§ **Exercise directions**
From the first line of the data below through the line holding "a registered coercer", write out each line exactly as it stands.

[[ Data for analysis, beginning ]]

//! Schema loading from SDL
//!
//! Type definitions come from an SDL document, resolvers from a
//! [`ResolverRegistry`]. Field weights are declared with
//! `@complexity(weight: N)`; `@deprecated(reason: "...")` is honoured on
//! fields and enum values. A `DateTime` scalar without a registered coercer
//! gets [`DateTimeScalar`](super::DateTimeScalar).
//!
//! ```rust,ignore
//! let schema = Schema::from_sdl(
//!     "type Query { answer: Int @complexity(weight: 3) }",
//!     ResolverRegistry::new().field("Query", "answer", |_, _, _| Ok(json!(42))),
//! )?;
//! ```

use graphql_parser::schema::{self, Definition, Directive, TypeDefinition};
use serde_json::{Map, Value};
use std::collections::HashMap;
use std::sync::Arc;

use super::{
    ArgumentDef, EnumType, EnumValueDef, FieldDef, FieldResolver, InputObjectType, InterfaceType,
    ObjectType, ScalarCoercer, ScalarType, Schema, SchemaBuilder, TypeDef, TypeRef, TypeResolver,
    UnionType,
};
use crate::core::context::ExecutionContext;
use crate::core::error::SchemaError;
use crate::executor::utils::value_to_json;

/// Resolvers, type resolvers and scalar coercers to attach to SDL types
#[derive(Default)]
pub struct ResolverRegistry {
    fields: HashMap<(String, String), Arc<dyn FieldResolver>>,
    type_resolvers: HashMap<String, Arc<dyn TypeResolver>>,
    scalars: HashMap<String, Arc<dyn ScalarCoercer>>,
}

impl ResolverRegistry {
    pub fn new() -> Self {
        Self::default()
    }

    /// Register the resolver of `type_name.field_name`
    pub fn field<F>(mut self, type_name: &str, field_name: &str, resolver: F) -> Self
    where
        F: Fn(&Value, &Map<String, Value>, &dyn ExecutionContext) -> anyhow::Result<Value>
            + Send
            + Sync
            + 'static,
    {
        self.fields.insert(
            (type_name.to_string(), field_name.to_string()),
            Arc::new(resolver),
        );
        self
    }

    /// Register the runtime type resolver of an interface or union
    pub fn type_resolver(mut self, type_name: &str, resolver: impl TypeResolver + 'static) -> Self {
        self.type_resolvers
            .insert(type_name.to_string(), Arc::new(resolver));
        self
    }

    pub fn scalar(mut self, type_name: &str, coercer: impl ScalarCoercer + 'static) -> Self {
        self.scalars.insert(type_name.to_string(), Arc::new(coercer));
        self
    }
}

impl Schema {
    /// Build a schema from SDL type definitions and a resolver registry
    pub fn from_sdl(sdl: &str, registry: ResolverRegistry) -> Result<Schema, SchemaError> {
        let document = schema::parse_schema::<String>(sdl)
            .map_err(|e| SchemaError::Sdl(e.to_string()))?;

        let mut query_name = "Query".to_string();
        let mut mutation_name: Option<String> = None;
        let mut types: Vec<TypeDef> = Vec::new();

        for definition in &document.definitions {
            match definition {
                Definition::SchemaDefinition(def) => {
                    if let Some(query) = &def.query {
                        query_name = query.clone();
                    }
                    mutation_name = def.mutation.clone();
                }
                Definition::TypeDefinition(def) => types.push(convert_type(def, &registry)),
                Definition::TypeExtension(_) => {
                    return Err(SchemaError::Sdl(
                        "type extensions are not supported".to_string(),
                    ));
                }
                Definition::DirectiveDefinition(_) => {}
            }
        }

        let mutation_name = mutation_name.or_else(|| {
            types
                .iter()
                .any(|t| matches!(t, TypeDef::Object(o) if o.name == "Mutation"))
                .then(|| "Mutation".to_string())
        });

        let query = take_object(&mut types, &query_name)
            .ok_or_else(|| SchemaError::MissingRootType("query".to_string()))?;
        let mut builder = SchemaBuilder::new(query);
        if let Some(name) = mutation_name {
            let mutation = take_object(&mut types, &name)
                .ok_or_else(|| SchemaError::MissingRootType("mutation".to_string()))?;
            builder = builder.with_mutation(mutation);
        }
        types
            .into_iter()
            .fold(builder, SchemaBuilder::register)
            .build()
    }
}

fn take_object(types: &mut Vec<TypeDef>, name: &str) -> Option<ObjectType> {
    let index = types
        .iter()
        .position(|t| matches!(t, TypeDef::Object(o) if o.name == name))?;
    match types.remove(index) {
        TypeDef::Object(object) => Some(object),
        _ => None,
    }
}

fn convert_type(def: &TypeDefinition<'_, String>, registry: &ResolverRegistry) -> TypeDef {
    match def {
        TypeDefinition::Scalar(scalar) => {
            let mut ty = match registry.scalars.get(&scalar.name) {
                Some(coercer) => ScalarType {
                    coercer: Some(coercer.clone()),
                    ..ScalarType::new(scalar.name.clone())
                },
                None if scalar.name == "DateTime" => ScalarType::date_time(),
                None => ScalarType::new(scalar.name.clone()),
            };
            if let Some(description) = &scalar.description {
                ty.description = Some(description.clone());
            }
            ty.into()
        }
        TypeDefinition::Object(object) => {
            let mut ty = ObjectType::new(object.name.clone());
            ty.description = object.description.clone();
            ty.interfaces = object.implements_interfaces.clone();
            object
                .fields
                .iter()
                .map(|f| convert_field(&object.name, f, registry))
                .fold(ty, ObjectType::with_field)
                .into()
        }
        TypeDefinition::Interface(interface) => {
            let mut ty = InterfaceType::new(interface.name.clone());
            ty.description = interface.description.clone();
            ty.type_resolver = registry.type_resolvers.get(&interface.name).cloned();
            interface
                .fields
                .iter()
                .map(|f| convert_field(&interface.name, f, registry))
                .fold(ty, InterfaceType::with_field)
                .into()
        }
        TypeDefinition::Union(union) => {
            let mut ty = UnionType::new(union.name.clone());
            ty.description = union.description.clone();
            ty.members = union.types.clone();
            ty.type_resolver = registry.type_resolvers.get(&union.name).cloned();
            ty.into()
        }
        TypeDefinition::Enum(enum_type) => {
            let mut ty = EnumType::new(enum_type.name.clone());
            ty.description = enum_type.description.clone();
            enum_type
                .values
                .iter()
                .map(|v| EnumValueDef {
                    name: v.name.clone(),
                    description: v.description.clone(),
                    deprecation_reason: deprecation_reason(&v.directives),
                })
                .fold(ty, EnumType::with_value_def)
                .into()
        }
        TypeDefinition::InputObject(input) => {
            let mut ty = InputObjectType::new(input.name.clone());
            ty.description = input.description.clone();
            input
                .fields
                .iter()
                .map(convert_input_value)
                .fold(ty, InputObjectType::with_field)
                .into()
        }
    }
}

fn convert_field(
    type_name: &str,
    field: &schema::Field<'_, String>,
    registry: &ResolverRegistry,
) -> FieldDef {
    let mut def = FieldDef::new(field.name.clone(), TypeRef::from_ast(&field.field_type));
    def.description = field.description.clone();
    def.arguments = field.arguments.iter().map(convert_input_value).collect();
    def.resolver = registry
        .fields
        .get(&(type_name.to_string(), field.name.clone()))
        .cloned();
    def.deprecation_reason = deprecation_reason(&field.directives);
    if let Some(weight) = directive_argument(&field.directives, "complexity", "weight")
        .and_then(|v| v.as_u64())
    {
        def.complexity = weight;
    }
    def
}

fn convert_input_value(value: &schema::InputValue<'_, String>) -> ArgumentDef {
    ArgumentDef {
        name: value.name.clone(),
        description: value.description.clone(),
        ty: TypeRef::from_ast(&value.value_type),
        default_value: value
            .default_value
            .as_ref()
            .map(|v| value_to_json(v, &Map::new())),
    }
}

fn directive_argument(
    directives: &[Directive<'_, String>],
    directive: &str,
    argument: &str,
) -> Option<Value> {
    directives
        .iter()
        .find(|d| d.name == directive)?
        .arguments
        .iter()
        .find(|(name, _)| name == argument)
        .map(|(_, value)| value_to_json(value, &Map::new()))
}

fn deprecation_reason(directives: &[Directive<'_, String>]) -> Option<String> {
    directives.iter().find(|d| d.name == "deprecated")?;
    Some(
        directive_argument(directives, "deprecated", "reason")
            .and_then(|v| v.as_str().map(str::to_string))
            .unwrap_or_else(|| "No longer supported".to_string()),
    )
}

[[ Data for analysis, end ]]

§ **Finished exercise**
//! Schema loading from SDL
//!
//! Type definitions come from an SDL document, resolvers from a
//! [`ResolverRegistry`]. Field weights are declared with
//! `@complexity(weight: N)`; `@deprecated(reason: "...")` is honoured on
//! fields and enum values. A `DateTime` scalar without a registered coercer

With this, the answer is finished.